Если он молча стерпит это, тогда конец его авторитету утвердившемуся здесь с помощью нилашистского террора и личных бандитских подвигов «строителя здания нации».
— Ах ты мразь! — рявкнул он на придурка. — Ужо я вытряхну тебя из драных твоих портков!
— Ну-ну, потише!
Козак вполне способен был отколошматить придурка но между ними оказался вдруг Андорфи. Он молча стал между Муки и Козаком, и, как ни изворачивался последний, дотянуться до радостно гоготавшего Муки ему не удавалось. Но тут сцена приобрела новый поворот.
Девушка-еврейка, окинув взглядом публику, поняла, что только часть ее находит положение забавным. Другая же часть, угрожающе ворча, явно была на стороне Козака и против Андорфи.
И девушка по чистой самоотверженности сделала наихудшее из всего, что могла сделать.
Она подскочила к Андорфи и взмолилась:
— Ради нас не надо… пожалуйста! Я боюсь, что…

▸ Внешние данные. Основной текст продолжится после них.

//! Topic catalog: built-in topics merged with user-added ones.
//!
//! Also owns the per-round image type templates and the helpers that turn
//! a topic into tags, directories, and filenames.

mod builtin;
mod tagging;
mod types;

pub use builtin::builtin_topics;
pub use tagging::*;
pub use types::*;

use std::collections::HashSet;
use std::sync::Arc;

use chrono::Utc;
use thiserror::Error;
use tracing::info;

use crate::checkpoint::{keys, CheckpointError, CheckpointStore, CheckpointStoreExt};

#[derive(Debug, Error)]
pub enum TopicError {
    #[error("Checkpoint error: {0}")]
    Checkpoint(#[from] CheckpointError),

    #[error("Invalid topic: {0}")]
    Invalid(String),

    #[error("Topic already exists: {0}")]
    Duplicate(String),

    #[error("Topic not found: {0}")]
    NotFound(String),
}

/// Merge topic lists into one prioritised list.
///
/// Stable by priority (ties keep input order, built-in before custom) and
/// de-duplicated by name, keeping the first occurrence.
pub fn merge_topics(builtin: Vec<Topic>, custom: Vec<Topic>) -> Vec<Topic> {
    let mut seen = HashSet::new();
    let mut merged: Vec<Topic> = builtin
        .into_iter()
        .chain(custom)
        .filter(|t| seen.insert(t.name.to_lowercase()))
        .collect();
    merged.sort_by_key(|t| t.priority);
    merged
}

/// Built-in plus persisted custom topics.
pub struct TopicCatalog {
    checkpoints: Arc<dyn CheckpointStore>,
}

impl TopicCatalog {
    pub fn new(checkpoints: Arc<dyn CheckpointStore>) -> Self {
        Self { checkpoints }
    }

    pub fn custom_topics(&self) -> Result<Vec<CustomTopic>, TopicError> {
        let doc: CustomTopics = self.checkpoints.load(keys::CUSTOM_TOPICS)?;
        Ok(doc.topics)
    }

    /// Every known topic, prioritised.
    pub fn all_topics(&self) -> Result<Vec<Topic>, TopicError> {
        let custom = self
            .custom_topics()?
            .into_iter()
            .map(Topic::from)
            .collect();
        Ok(merge_topics(builtin_topics(), custom))
    }

    pub fn add_custom(&self, request: NewCustomTopic) -> Result<CustomTopic, TopicError> {
        let name = request.name.trim().to_string();
        if name.is_empty() {
            return Err(TopicError::Invalid("name cannot be empty".to_string()));
        }
        let category = request.category.trim().to_string();
        if category.is_empty() {
            return Err(TopicError::Invalid("category cannot be empty".to_string()));
        }
        let priority = request.priority.unwrap_or_else(types::default_custom_priority);
        if !(1..=10).contains(&priority) {
            return Err(TopicError::Invalid(format!(
                "priority must be between 1 and 10, got {}",
                priority
            )));
        }

        let mut doc: CustomTopics = self.checkpoints.load(keys::CUSTOM_TOPICS)?;
        let lower = name.to_lowercase();
        let clashes_builtin = builtin_topics()
            .iter()
            .any(|t| t.name.to_lowercase() == lower);
        let clashes_custom = doc.topics.iter().any(|t| t.name.to_lowercase() == lower);
        if clashes_builtin || clashes_custom {
            return Err(TopicError::Duplicate(name));
        }

        let topic = CustomTopic {
            name,
            category,
            keywords: request
                .keywords
                .into_iter()
                .map(|k| k.trim().to_string())
                .filter(|k| !k.is_empty())
                .collect(),
            priority,
            added_at: Utc::now(),
        };
        doc.topics.push(topic.clone());
        self.checkpoints.save(keys::CUSTOM_TOPICS, &doc)?;

        info!(topic = %topic.name, category = %topic.category, priority, "Custom topic added");
        Ok(topic)
    }

    pub fn remove_custom(&self, name: &str) -> Result<CustomTopic, TopicError> {
        let mut doc: CustomTopics = self.checkpoints.load(keys::CUSTOM_TOPICS)?;
        let position = doc
            .topics
            .iter()
            .position(|t| t.name.eq_ignore_ascii_case(name))
            .ok_or_else(|| TopicError::NotFound(name.to_string()))?;
        let removed = doc.topics.remove(position);
        self.checkpoints.save(keys::CUSTOM_TOPICS, &doc)?;

        info!(topic = %removed.name, "Custom topic removed");
        Ok(removed)
    }
}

Козаку, не сумевшему выместить зло на Муки, девушка показалась также вполне подходящей жертвой.
— И правильно боишься, подлая тварь! — взвыл он и, схватив девушку за руку, с силой отшвырнул ее.
В тот же миг Андорфи, не произнеся ни слова, нанес такой удар прямо в физиономию Козаку, что тот описал полукруг и, вытянув перед собой обе руки, шмякнулся о стену.